Uma organização com estas projecções, que busca a
concretização do projecto político e social do pai da
República, o Libertador Simón Bolívar, irradia na sua
táctica e estratégia um carácter eminentemente
político impossível de refutar. Só o governo de
Bogotá, que actua como colónia de Washington, nega o
carácter político do conflito. Faz isso no âmbito da sua
estratégia de guerra sem fim para negar a saída política
que reclama mais de 70% da população. Com isso pretende impor
à força uma concepção anti-patriótica de
segurança dos investidores ideada pelos estrategas do Comando do Sul do
exército dos Estados Unidos, que relega a plano secundário a
dignidade da nação.
Para o governo de Uribe, na Colômbia não existe um conflito
político-social e sim uma guerra do Estado contra o terrorismo, e com
este pressuposto, complementado com a mais intensa manipulação
informativa, considera-se com justificação e carta de corso para
desencadear o seu terrorismo de Estado contra a população e para
negar a solução política e o direito à paz.
Agora que a Colômbia é um país formalmente invadido,
ocupado militarmente por tropas estado-unidenses, essa absurda
percepção será fortalecida, provocando a
agudização do conflito.
Uribe não está instruído pelos seus amos de Washington nem
para a troca nem para a paz.
O presidente da Colômbia cria fantasmas para justificar a sua
inamovibilidade frente à questão da troca de prisioneiros: que o
acordo implica um reconhecimento do carácter de força beligerante
do adversário e que a libertação de guerrilheiros
provocaria a maior desmoralização das tropas... É a sua
maneira de travar o caminho do entendimento. Esta intransigência
desnecessária do governo foi a causa fundamental do prolongamento do
cativeiro de ambas as partes. Quando Bolívar firmava o armistício
com Morillo em Novembro de 1820, propôs ao general espanhol aproveitar a
vontade de entendimento reinando para acordar um tratado de
regularização da guerra "conforme as leis das
nações cultas e os princípios liberais e
filantrópicos". Sua iniciativa foi aceite, acordando-se a troca de
prisioneiros, a recuperação dos corpos dos caídos em
combate e o respeito à população civil não
combatente. Quão distante está Uribe destes imperativos
éticos de humanidade.
Sem dúvida, Uribe associa a solução política do
conflito com o fracasso e a inutilidade da sua Doutrina de Segurança
Nacional e com o fim melancólico da sua arrebatação
belicista de esmagar mediante as armas a crescente inconformidade social.
Parece um soldado japonês da segunda guerra mundial perdido numa ilha,
disparando a inimigos imaginários em meio a sua loucura.

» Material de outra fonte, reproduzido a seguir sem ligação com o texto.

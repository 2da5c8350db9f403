//! A small content pack in its on-disk form.

use machinemind_registry::{RegEnv, RegistryConfig};

pub const MANIFEST: &str = r#"{
    "name": "Test Frames",
    "author": "Harrison Armory",
    "version": "1.0.0",
    "description": "Two frames and their gear."
}"#;

pub const MANUFACTURERS: &str = r#"[
    {"id": "HA", "name": "HARRISON ARMORY", "quote": "Superior by design."}
]"#;

pub const TAGS: &str = r#"[
    {"id": "tg_heat_self", "name": "Heat {VAL} (Self)"},
    {"id": "tg_unique", "name": "Unique"}
]"#;

pub const WEAPONS: &str = r#"[
    {
        "id": "mw_sherman_integrated",
        "name": "ZF4 SOLIDCORE",
        "source": "HA",
        "license": "SHERMAN",
        "license_level": 0,
        "mount": "Heavy",
        "type": "Cannon",
        "damage": [{"type": "Energy", "val": "4d6"}],
        "range": [{"type": "Line", "val": 20}],
        "tags": [{"id": "tg_heat_self", "val": 4}]
    },
    {
        "name": "Andromeda-Pattern Heavy Laser Rifle",
        "source": "HA",
        "license": "Sherman",
        "license_level": 2,
        "mount": "Heavy",
        "type": "Rifle",
        "damage": [{"type": "Energy", "val": "1d6+3"}]
    }
]"#;

pub const SYSTEMS: &str = r#"[
    {
        "id": "ms_reactor_stabilizer",
        "name": "Reactor Stabilizer",
        "source": "HA",
        "license": "SHERMAN",
        "license_level": 1,
        "sp": 2,
        "tags": [{"id": "tg_unique"}],
        "deployables": [{"name": "Coolant Drone", "type": "Drone", "hp": 5}]
    }
]"#;

pub const FRAMES: &str = r#"[
    {
        "id": "mf_sherman",
        "name": "SHERMAN",
        "source": "HA",
        "license_level": 2,
        "mounts": ["Main/Aux", "Heavy"],
        "stats": {"hp": 8, "structure": 4, "stress": 4, "repcap": 4, "sp": 6, "armor": 1},
        "traits": [{"name": "Superheated Reactor Feed", "description": "Reduce heat."}],
        "core_system": {
            "name": "ZF4 SOLIDCORE",
            "active_name": "Solidcore",
            "activation": "Protocol",
            "integrated": ["mw_sherman_integrated"]
        }
    }
]"#;

pub const PILOT_GEAR: &str = r#"[
    {"id": "pg_light_hardsuit", "name": "Light Hardsuit", "type": "Armor",
     "bonuses": [{"id": "pilot_hp", "val": 3}]},
    {"id": "pg_sidearm", "name": "Sidearm", "type": "Weapon",
     "damage": [{"type": "Kinetic", "val": 1}], "range": [{"type": "Threat", "val": 1}]},
    {"name": "Patch Kit", "type": "Gear"}
]"#;

/// Every file of the pack, manifest included.
pub fn files() -> Vec<(&'static str, &'static str)> {
    vec![
        ("lcp_manifest.json", MANIFEST),
        ("manufacturers.json", MANUFACTURERS),
        ("tags.json", TAGS),
        ("weapons.json", WEAPONS),
        ("systems.json", SYSTEMS),
        ("frames.json", FRAMES),
        ("pilot_gear.json", PILOT_GEAR),
    ]
}

pub fn env(seed: u64) -> RegEnv {
    machinemind_schema::standard_env(RegistryConfig::deterministic(seed)).unwrap()
}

Aos participantes deste intercâmbio sobre o conflito colombiano
reiteramos o afirmado recentemente aos presidentes da UNASUR e da ALBA.
"... Com um Uribe mergulhado no frenesim da guerra e encorajado com as
bases norte-americanas não haverá paz na Colômbia nem
estabilidade na região. Se não se trava o belicismo agora
repotenciado , aumentará em proporção dantesca o
drama humanitário da Colômbia. É hora de a Nossa
América e o mundo voltarem os seus lhos para este país violentado
a partir do poder. Não se pode condenar eternamente a Colômbia a
ser o país dos "falsos positivos", do assassinato de milhares
de civis não combatentes pela Força Pública, das fossas
comuns, do despojo de terra, do deslocamento forçado de milhares de
camponeses, das detenções maciças de cidadãos, da
tirania e da impunidade dos que fazem vítimas com o amparo do
Estado".
Solicitamos aos assistentes deste evento que interponham os seus bons
ofícios promovendo, como um princípio de solução
política do conflito, reconhecimento do estatuto de força
beligerante às FARC. Seria o princípio da marcha da
Colômbia rumo à paz. Se vamos falar de paz, as tropas
norte-americanas devem sair do país e o senhor Uribe abandonar a sua
campanha goebelliana de qualificar as FARC de terrorista. Da nossa parte,
estamos prontos para assumir a discussão em torno da
organização do Estado e da economia, da política social e
da doutrina que há de guiar às novas Forças Armadas da
nação.
Atentamente,
Secretariado do Estado Maior Central das FARC.